Monday 16 April 2012

Sales are not the only metric

So if you're not measuring "bottom line sales" how else can you measure your social media?

Whilst it's interesting to know how many followers/likers/contacts you have it's not the best way of measuring how effective you are and what impact you're having. If you have 40,000 followers on Twitter the chances are you're all following each other because you all automatically follow back. There's no engagement, no reputation gain and even fewer sales. 

My advice is to keep it simple!

Try adding some of these to your metric mix and see what story they tell you about what you do.

Facebook Reach
This is available from your admin panel on your business page. It allows you to see the number of people that have had the opportunity to see each post you make. I find it really useful as it enables me to hone the content of a page so that it's interesting  - and therefore gets more likes and shares.

Twitter mentions
How many people have talked to you or about you?
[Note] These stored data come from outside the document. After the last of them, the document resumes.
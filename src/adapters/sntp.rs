//! SNTP client adapter.
//!
//! Implements [`TimeFetchPort`].  On ESP-IDF the client writes the system
//! clock itself once a server answers; the FSM notices through the clock
//! reading, never through this adapter.
//!
//! The simulation backend holds a reference time that the board adapter
//! copies into the clock once the station is up.

use log::info;

use crate::app::ports::{ConnectivityError, TimeFetchPort};

#[cfg(target_os = "espidf")]
use esp_idf_svc::sntp::{EspSntp, SntpConf};

pub struct SntpClient {
    #[cfg(target_os = "espidf")]
    sntp: Option<EspSntp<'static>>,
    #[cfg(not(target_os = "espidf"))]
    running: bool,
    #[cfg(not(target_os = "espidf"))]
    sim_reference: Option<i64>,
}

impl Default for SntpClient {
    fn default() -> Self {
        Self::new()
    }
}

impl SntpClient {
    pub fn new() -> Self {
        Self {
            #[cfg(target_os = "espidf")]
            sntp: None,
            #[cfg(not(target_os = "espidf"))]
            running: false,
            #[cfg(not(target_os = "espidf"))]
            sim_reference: None,
        }
    }
}

#[cfg(not(target_os = "espidf"))]
impl SntpClient {
    /// Time the simulated servers will hand out.  `None` makes them silent.
    pub fn sim_set_reference(&mut self, epoch: Option<i64>) {
        self.sim_reference = epoch;
    }

    /// The answer a server would give right now, if the client is running.
    pub fn sim_sample(&self) -> Option<i64> {
        self.sim_reference.filter(|_| self.running)
    }
}

/// Copy server hints into the client's fixed slots, in priority order.
/// Hints beyond the slot count are dropped.  Returns how many were used.
#[cfg_attr(not(target_os = "espidf"), allow(dead_code))]
pub(crate) fn fill_server_slots<'a>(slots: &mut [&'a str], servers: &[&'a str]) -> usize {
    let used = slots.len().min(servers.len());
    slots[..used].copy_from_slice(&servers[..used]);
    used
}

#[cfg(target_os = "espidf")]
impl TimeFetchPort for SntpClient {
    fn start(&mut self, servers: &[&str]) -> Result<(), ConnectivityError> {
        if self.sntp.is_some() {
            return Ok(());
        }
        let mut conf = SntpConf::default();
        if fill_server_slots(&mut conf.servers, servers) == 0 {
            return Err(ConnectivityError::SntpFailed);
        }
        let sntp = EspSntp::new(&conf).map_err(|e| {
            log::warn!("SNTP: start failed: {}", e);
            ConnectivityError::SntpFailed
        })?;
        self.sntp = Some(sntp);
        info!("SNTP: started ({} servers)", servers.len());
        Ok(())
    }

    fn stop(&mut self) {
        if self.sntp.take().is_some() {
            info!("SNTP: stopped");
        }
    }

    fn is_running(&self) -> bool {
        self.sntp.is_some()
    }
}

#[cfg(not(target_os = "espidf"))]
impl TimeFetchPort for SntpClient {
    fn start(&mut self, servers: &[&str]) -> Result<(), ConnectivityError> {
        if servers.is_empty() {
            return Err(ConnectivityError::SntpFailed);
        }
        if !self.running {
            self.running = true;
            info!("SNTP(sim): started against {}", servers[0]);
        }
        Ok(())
    }

    fn stop(&mut self) {
        if self.running {
            self.running = false;
            info!("SNTP(sim): stopped");
        }
    }

    fn is_running(&self) -> bool {
        self.running
    }
}
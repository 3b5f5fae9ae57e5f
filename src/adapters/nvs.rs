//! NVS (Non-Volatile Storage) adapter.
//!
//! Implements [`PersistentStore`] as a small EEPROM-style byte array.
//!
//! On ESP-IDF the array is mirrored in RAM and persisted as a single NVS
//! blob; `commit()` writes the blob and calls `nvs_commit()`.  NVS itself
//! gives no ordering guarantee between the slots inside the blob, which is
//! why the settings layer above keeps its own shadow copies.
//!
//! The simulation backend keeps a staged and a durable image so tests can
//! observe exactly what survives a reboot, and can inject commit failures.

use log::info;
#[cfg(target_os = "espidf")]
use log::warn;

use crate::app::ports::{PersistentStore, StorageError};

#[cfg(target_os = "espidf")]
use esp_idf_sys::*;

/// Size of the emulated EEPROM.
pub const EEPROM_SIZE: usize = 256;

#[cfg(target_os = "espidf")]
const NAMESPACE: &[u8] = b"clocksync\0";
#[cfg(target_os = "espidf")]
const BLOB_KEY: &[u8] = b"eeprom\0";

pub struct EepromStore {
    /// Staged image; reads and writes go here.
    image: [u8; EEPROM_SIZE],
    #[cfg(not(target_os = "espidf"))]
    durable: [u8; EEPROM_SIZE],
    #[cfg(not(target_os = "espidf"))]
    fail_commits: bool,
}

impl EepromStore {
    /// Initialise NVS flash and load the stored image.
    ///
    /// Returns `Err(StorageError::IoError)` if flash initialisation fails
    /// unrecoverably.  On first boot or after a version mismatch the NVS
    /// partition is erased and re-initialised automatically.  A missing
    /// blob reads as erased flash (`0xFF`).
    pub fn new() -> Result<Self, StorageError> {
        #[cfg(target_os = "espidf")]
        {
            // SAFETY: nvs_flash_init / nvs_flash_erase are called from the
            // single main-task context before any concurrent NVS access.
            let ret = unsafe { nvs_flash_init() };
            if ret == ESP_ERR_NVS_NO_FREE_PAGES || ret == ESP_ERR_NVS_NEW_VERSION_FOUND {
                warn!("NVS: erasing and re-initialising flash partition");
                if unsafe { nvs_flash_erase() } != ESP_OK || unsafe { nvs_flash_init() } != ESP_OK {
                    return Err(StorageError::IoError);
                }
            } else if ret != ESP_OK {
                return Err(StorageError::IoError);
            }

            let mut image = [0xFFu8; EEPROM_SIZE];
            let result = with_nvs_handle(false, |handle| {
                let mut size = EEPROM_SIZE;
                let ret = unsafe {
                    nvs_get_blob(
                        handle,
                        BLOB_KEY.as_ptr() as *const _,
                        image.as_mut_ptr() as *mut _,
                        &mut size,
                    )
                };
                if ret != ESP_OK {
                    return Err(ret);
                }
                Ok(size)
            });
            match result {
                Ok(size) => info!("EepromStore: loaded {} bytes from NVS", size),
                Err(e) if e == ESP_ERR_NVS_NOT_FOUND => info!("EepromStore: no stored image"),
                Err(e) => warn!("EepromStore: NVS read error {}, starting erased", e),
            }
            Ok(Self { image })
        }

        #[cfg(not(target_os = "espidf"))]
        {
            info!("EepromStore: simulation backend");
            Ok(Self::from_image([0xFF; EEPROM_SIZE]))
        }
    }
}

#[cfg(not(target_os = "espidf"))]
impl EepromStore {
    /// Simulated store whose durable contents are `image`.
    pub fn from_image(image: [u8; EEPROM_SIZE]) -> Self {
        Self {
            image,
            durable: image,
            fail_commits: false,
        }
    }

    /// What a reboot would read back.
    pub fn durable_image(&self) -> [u8; EEPROM_SIZE] {
        self.durable
    }

    /// Power-cycle: drop staged writes.
    pub fn reboot(&self) -> Self {
        Self::from_image(self.durable)
    }

    /// Make every following commit fail (or succeed again).
    pub fn set_commit_failure(&mut self, fail: bool) {
        self.fail_commits = fail;
    }
}

/// Open the namespace, execute a closure with the handle, then close.
#[cfg(target_os = "espidf")]
fn with_nvs_handle<F, T>(write: bool, f: F) -> Result<T, i32>
where
    F: FnOnce(nvs_handle_t) -> Result<T, i32>,
{
    let mut handle: nvs_handle_t = 0;
    let mode = if write {
        nvs_open_mode_t_NVS_READWRITE
    } else {
        nvs_open_mode_t_NVS_READONLY
    };

    let ret = unsafe { nvs_open(NAMESPACE.as_ptr() as *const _, mode, &mut handle) };
    if ret != ESP_OK {
        return Err(ret);
    }

    let result = f(handle);
    unsafe {
        nvs_close(handle);
    }
    result
}

impl PersistentStore for EepromStore {
    fn capacity(&self) -> usize {
        EEPROM_SIZE
    }

    fn read(&self, offset: usize, buf: &mut [u8]) -> Result<(), StorageError> {
        let end = offset.checked_add(buf.len()).ok_or(StorageError::OutOfBounds)?;
        let src = self.image.get(offset..end).ok_or(StorageError::OutOfBounds)?;
        buf.copy_from_slice(src);
        Ok(())
    }

    fn write(&mut self, offset: usize, data: &[u8]) -> Result<(), StorageError> {
        let end = offset.checked_add(data.len()).ok_or(StorageError::OutOfBounds)?;
        let dst = self
            .image
            .get_mut(offset..end)
            .ok_or(StorageError::OutOfBounds)?;
        dst.copy_from_slice(data);
        Ok(())
    }

    fn commit(&mut self) -> Result<(), StorageError> {
        #[cfg(not(target_os = "espidf"))]
        {
            if self.fail_commits {
                return Err(StorageError::CommitFailed);
            }
            self.durable = self.image;
            Ok(())
        }

        #[cfg(target_os = "espidf")]
        {
            let image = self.image;
            let result = with_nvs_handle(true, |handle| {
                let ret = unsafe {
                    nvs_set_blob(
                        handle,
                        BLOB_KEY.as_ptr() as *const _,
                        image.as_ptr() as *const _,
                        image.len(),
                    )
                };
                if ret != ESP_OK {
                    return Err(ret);
                }
                let ret = unsafe { nvs_commit(handle) };
                if ret != ESP_OK {
                    return Err(ret);
                }
                Ok(())
            });
            result.map_err(|e| {
                warn!("EepromStore: NVS commit error {}", e);
                StorageError::CommitFailed
            })
        }
    }
}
Personally I don't count automated content, such as the daily paper tweets, as they require no real time input from a human being.

Posts (Facebook, Twitter and LinkedIn)
How often have you posted each week? 
If you've altered your post frequency, how has it affected your statistics?
What do you need to do now?

Clickthroughs (Facebook, Twitter and LinkedIn)
What was the clickthrough on any links you posted? 
Where did you get most success? Even if the link wasn't to your site or blog, the content of the highest clicked links can inform you of  the type of content your community want to read.

Referrals (Facebook, Twitter and LinkedIn)
How many people recommended you this month? I don't mean in a bulk #followfriday on Twitter or a courtesy name check after networking. I'm not knocking these, but they are in the category of mentions rather than referrals.
 
Blog comments and followers
This is one area where the built in statistics package really is your friend. Blog hits are a good way of seeing how much you're being read, and where those readers found you. Monitor your content, see what sparks interest and write some more, or at least use the same style. Comments are, mostly, good news. Just make sure your spam comment filter is set up correctly.

There are so many different ways of measuring social media, these are just a few of my preferred metrics. I haven't even touched on evaluation by algorithm such as Klout or Kred. I don't use any of the sites that purport to measure "reach" and "influence" as I disagree with the way the algorithms are set up. Perhaps I should write my own...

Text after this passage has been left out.